I do not buy that spirits have a greater popularity over beer as that article asserts, spirit consumption is increasingly down among my group of friends, and craft beer has gone up. The availability of craft beer increasing dramatically over the last 10 years would agree with that too - I don’t think we’re seeing generation X sitting in a bar much these days, vs their millennial counterpart.
As for the cost of wine…Napa has been out of reach for millennials for years and that’s nothing new. I don’t buy Napa unless I get lucky and come across a deal, and despite living in CA, travelling there does not appeal to me in the way that say Paso Robles or the Willamette Valley does. There is a swathe of local and foreign wine that is not only significantly cheaper, but at least equivalent in quality.

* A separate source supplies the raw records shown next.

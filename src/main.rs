use anyhow::{Context, Result};
use pedigree_catalog::{
    fetch::{self, ImageProbe},
    render::{write_document, GalleryRenderer},
    CatalogConfig, Pipeline,
};
use reqwest::Client;
use std::env;
use tracing::{error, info};
use tracing_subscriber::{fmt, EnvFilter};

#[tokio::main]
async fn main() -> Result<()> {
    // ─── 1) init logging (stderr; stdout carries the JSON) ──────────
    let log_level = env::var("LOG_LEVEL").unwrap_or_else(|_| "info".to_string());
    let filter = EnvFilter::try_from_default_env().unwrap_or_else(|_| EnvFilter::new(log_level));
    fmt()
        .with_env_filter(filter)
        .with_writer(std::io::stderr)
        .init();

    // ─── 2) configuration ────────────────────────────────────────────
    let mut config = CatalogConfig::from_env().context("loading CATALOG_* configuration")?;
    config.image_base = fetch::resolve_image_base(&config.source, &config.image_base);
    info!(
        source = %config.source,
        images = %config.image_base,
        extensions = ?config.image_extensions,
        precedence = config.image_precedence.as_str(),
        require_image = config.require_image,
        "startup"
    );

    let client = Client::builder()
        .connect_timeout(config.probe_timeout)
        .build()
        .context("building HTTP client")?;

    // ─── 3) load the CSV text ────────────────────────────────────────
    let text = fetch::load_text(&client, &config.source, config.fetch_retries)
        .await
        .with_context(|| format!("loading catalog from {}", config.source))?;

    // ─── 4) parse, validate, resolve images ─────────────────────────
    let probe = ImageProbe::for_base(&config.image_base, &client);
    let pipeline = Pipeline::new(&config, probe);
    let catalog = match pipeline.build(&text).await {
        Ok(catalog) => catalog,
        Err(e) => {
            error!("header check failed");
            return Err(e.into());
        }
    };

    // ─── 5) hand off to the gallery ──────────────────────────────────
    let renderer = GalleryRenderer::new(config.placeholder_image.clone());
    let doc = renderer.render(&catalog);
    write_document(&doc, config.output.as_deref())?;

    info!(
        published = catalog.records.len(),
        skipped = catalog.skipped,
        "all done"
    );
    Ok(())
}
use serde::Serialize;

/// Parsed delimited text: the first retained row is the header, the rest are data.
#[derive(Debug, Clone, Default, PartialEq, Eq, Serialize)]
pub struct Table {
    /// Column names, trimmed, in file order.
    pub header: Vec<String>,
    /// Each retained data row, fields trimmed. Never fully blank.
    pub rows: Vec<Vec<String>>,
}

impl Table {
    /// Position of `name` in the header, compared after trimming.
    pub fn column(&self, name: &str) -> Option<usize> {
        self.header.iter().position(|h| h.trim() == name)
    }
}
// src/render.rs
//
// Hand-off to the gallery front end: card and detail view models plus the
// JSON document the front end loads.

use crate::pipeline::Catalog;
use crate::process::project::PublishedRecord;
use crate::schema::columns::{BIRTH, COLOR, IDENTIFIER, IMAGE_URL, PEDIGREE_ORG, SEX, SPECIES};
use anyhow::{Context, Result};
use serde::Serialize;
use std::{
    fs::{self, File},
    io::{self, BufWriter, Write},
    path::Path,
};
use tracing::info;

const UNFILLED: &str = "（未記入）";
const CARD_NO_SPECIES: &str = "（種類未入力）";
const DETAIL_NO_SPECIES: &str = "(種類未記入)";

/// `label: value`, or the unfilled marker for an empty value.
fn text_line(label: &str, value: &str) -> String {
    if value.is_empty() {
        format!("{}: {}", label, UNFILLED)
    } else {
        format!("{}: {}", label, value)
    }
}

#[derive(Debug, Clone, PartialEq, Eq, Serialize)]
pub struct CardView {
    pub badge: String,
    pub title: String,
    pub thumbnail: String,
    pub lines: Vec<String>,
}

#[derive(Debug, Clone, PartialEq, Eq, Serialize)]
pub struct DetailView {
    pub heading: String,
    /// (label, value) pairs; empty values are left out.
    pub rows: Vec<(String, String)>,
}

#[derive(Debug, Serialize)]
pub struct GalleryEntry<'a> {
    pub card: CardView,
    pub detail: DetailView,
    pub record: &'a PublishedRecord,
}

#[derive(Debug, Serialize)]
pub struct GalleryDocument<'a> {
    pub generated_at: String,
    /// Source header as parsed, in column order.
    pub header: &'a [String],
    pub total_rows: usize,
    pub skipped: usize,
    pub entries: Vec<GalleryEntry<'a>>,
}

/// Builds gallery view models. Owns its display settings instead of reading
/// them from global state.
pub struct GalleryRenderer {
    placeholder: String,
}

impl GalleryRenderer {
    pub fn new(placeholder: impl Into<String>) -> Self {
        Self {
            placeholder: placeholder.into(),
        }
    }

    pub fn card(&self, p: &PublishedRecord) -> CardView {
        let r = &p.record;
        let title = if r.species.is_empty() {
            CARD_NO_SPECIES.to_string()
        } else {
            r.species.clone()
        };
        CardView {
            badge: p.label.clone(),
            title,
            thumbnail: r.image.clone().unwrap_or_else(|| self.placeholder.clone()),
            lines: vec![
                text_line(COLOR, &r.color),
                text_line(SEX, &r.sex),
                text_line(BIRTH, &r.birth),
                text_line(PEDIGREE_ORG, &r.pedigree_org),
                text_line(IDENTIFIER, &r.identifier),
            ],
        }
    }

    pub fn detail(&self, p: &PublishedRecord) -> DetailView {
        let r = &p.record;
        let species = if r.species.is_empty() {
            DETAIL_NO_SPECIES
        } else {
            r.species.as_str()
        };
        let image = r.image.as_deref().unwrap_or("");
        let fixed = [
            (SPECIES, r.species.as_str()),
            (COLOR, r.color.as_str()),
            (SEX, r.sex.as_str()),
            (BIRTH, r.birth.as_str()),
            (PEDIGREE_ORG, r.pedigree_org.as_str()),
            (IMAGE_URL, image),
        ];
        let rows = fixed
            .iter()
            .map(|(k, v)| (k.to_string(), v.to_string()))
            .chain(r.traits.iter().map(|t| (t.name.clone(), t.value.clone())))
            .filter(|(_, v)| !v.is_empty())
            .collect();
        DetailView {
            heading: format!("{} — {}", species, p.label),
            rows,
        }
    }

    pub fn render<'a>(&self, catalog: &'a Catalog) -> GalleryDocument<'a> {
        GalleryDocument {
            generated_at: catalog.generated_at.to_rfc3339(),
            header: &catalog.header,
            total_rows: catalog.total_rows,
            skipped: catalog.skipped,
            entries: catalog
                .records
                .iter()
                .map(|p| GalleryEntry {
                    card: self.card(p),
                    detail: self.detail(p),
                    record: p,
                })
                .collect(),
        }
    }
}

/// Write the document as pretty JSON to `output`, or stdout when `None`.
pub fn write_document(doc: &GalleryDocument<'_>, output: Option<&Path>) -> Result<()> {
    match output {
        Some(path) => {
            if let Some(parent) = path.parent().filter(|p| !p.as_os_str().is_empty()) {
                fs::create_dir_all(parent)
                    .with_context(|| format!("creating output directory {:?}", parent))?;
            }
            let file =
                File::create(path).with_context(|| format!("creating output file {:?}", path))?;
            let mut writer = BufWriter::new(file);
            serde_json::to_writer_pretty(&mut writer, doc).context("serializing gallery")?;
            writer.flush().context("flushing gallery output")?;
            info!(path = %path.display(), entries = doc.entries.len(), "wrote gallery");
        }
        None => {
            let stdout = io::stdout();
            let mut lock = stdout.lock();
            serde_json::to_writer_pretty(&mut lock, doc).context("serializing gallery")?;
            writeln!(lock).context("writing to stdout")?;
        }
    }
    Ok(())
}

#[cfg(test)]
mod tests {
    use super::*;
    use crate::process::project::{number_label, Record, TraitValue};
    use chrono::Utc;
    use tempfile::tempdir;

    fn published(no: usize, record: Record) -> PublishedRecord {
        PublishedRecord {
            no,
            label: number_label(no),
            record,
        }
    }

    fn poodle() -> Record {
        Record {
            species: "トイプードル".to_string(),
            color: "レッド".to_string(),
            sex: "オス".to_string(),
            birth: String::new(),
            pedigree_org: "JKC".to_string(),
            identifier: "0012-3".to_string(),
            key: "0012-3".to_string(),
            traits: vec![TraitValue {
                name: "膝蓋骨脱臼".to_string(),
                value: "グレード1".to_string(),
            }],
            image: Some("images/0012-3.jpg".to_string()),
            ..Default::default()
        }
    }

    #[test]
    fn test_card_marks_unfilled_values() {
        let renderer = GalleryRenderer::new("images/no-photo.png");
        let card = renderer.card(&published(7, poodle()));
        assert_eq!(card.badge, "No.007");
        assert_eq!(card.title, "トイプードル");
        assert_eq!(card.thumbnail, "images/0012-3.jpg");
        assert_eq!(
            card.lines,
            vec![
                "毛色: レッド",
                "性別: オス",
                "生年月日: （未記入）",
                "血統書団体名: JKC",
                "仕切書No: 0012-3",
            ]
        );
    }

    #[test]
    fn test_card_fallbacks() {
        let renderer = GalleryRenderer::new("images/no-photo.png");
        let card = renderer.card(&published(1, Record::default()));
        assert_eq!(card.title, "（種類未入力）");
        assert_eq!(card.thumbnail, "images/no-photo.png");
    }

    #[test]
    fn test_detail_skips_empty_rows() {
        let renderer = GalleryRenderer::new("images/no-photo.png");
        let detail = renderer.detail(&published(2, poodle()));
        assert_eq!(detail.heading, "トイプードル — No.002");
        let labels: Vec<_> = detail.rows.iter().map(|(k, _)| k.as_str()).collect();
        assert_eq!(
            labels,
            vec!["種類", "毛色", "性別", "血統書団体名", "画像URL", "膝蓋骨脱臼"]
        );

        let empty = renderer.detail(&published(3, Record::default()));
        assert_eq!(empty.heading, "(種類未記入) — No.003");
        assert!(empty.rows.is_empty());
    }

    #[test]
    fn test_write_document_to_file() -> Result<()> {
        let catalog = Catalog {
            generated_at: Utc::now(),
            header: vec!["種類".to_string(), "仕切書No".to_string()],
            total_rows: 2,
            skipped: 1,
            records: vec![published(1, poodle())],
        };
        let renderer = GalleryRenderer::new("images/no-photo.png");
        let doc = renderer.render(&catalog);

        let dir = tempdir()?;
        let path = dir.path().join("out").join("gallery.json");
        write_document(&doc, Some(&path))?;

        let value: serde_json::Value = serde_json::from_str(&fs::read_to_string(&path)?)?;
        assert_eq!(value["skipped"], 1);
        assert_eq!(value["header"], serde_json::json!(["種類", "仕切書No"]));
        assert_eq!(value["entries"][0]["card"]["badge"], "No.001");
        assert_eq!(value["entries"][0]["record"]["label"], "No.001");
        assert_eq!(value["entries"][0]["record"]["key"], "0012-3");
        Ok(())
    }
}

The idea of having an average bottle cost exceeding $100 in a region is bonkers to me (this is an assumption on my part, but I rarely read a positive report on a Napa wine that is sub $100). Somehow, and I realise how silly this statement sounds but it is absolutely the truth, Burgundy is more accessible to me than Napa.
The tasting experience criticism is in my view, a bit of a churlish diversion of the problem. The most valuable tasting experiences for me are those that are real. I want to speak to the winemaker, I want to see the barrel rooms and I want to learn about what goes on behind the scenes - the activity that makes the bottle possible. I would argue that anyone who is entirely satisfied merely by being treated like a king in a fancy room with a rep that’s internally gagging over the thought of selling 3 bottles of $500 wine to them, is the problem. There’s no interest in authenticity or understanding - just a recognition of a massive bill and how impressive that is to their guests.
But, all that being said, I am buying wine, probably significant amounts for someone in my age range that would put me in the very top percentiles. You don’t catch me buying Rousseau or Maybach though, and that’s for good reason.
I do find the blame game on millennials quite tiresome - I’m not sure how key markets of wine being inaccessible and uninteresting means we are ruining it.